__ASSIGNMENT__. The required output is the line containing "mod server;" followed by every later line through the end of the data, all reproduced exactly.

Saved entries:
● ● ● ● ●
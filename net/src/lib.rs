//! The TCP side of the server: accepting terminals and running each one's frame loop.

use std::io;

mod connection;
mod server;

pub use server::{
    Server,
    ServerConfig,
};

#[derive(thiserror::Error, Debug)]
pub enum Error {
    #[error(transparent)]
    Codec(#[from] jt808_codec::Error),

    #[error(transparent)]
    Io(#[from] io::Error),
}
● ● ● ● ●
__WRITTEN RESPONSE__.
mod server;

pub use server::{
    Server,
    ServerConfig,
};

#[derive(thiserror::Error, Debug)]
pub enum Error {
    #[error(transparent)]
    Codec(#[from] jt808_codec::Error),

    #[error(transparent)]
    Io(#[from] io::Error),
}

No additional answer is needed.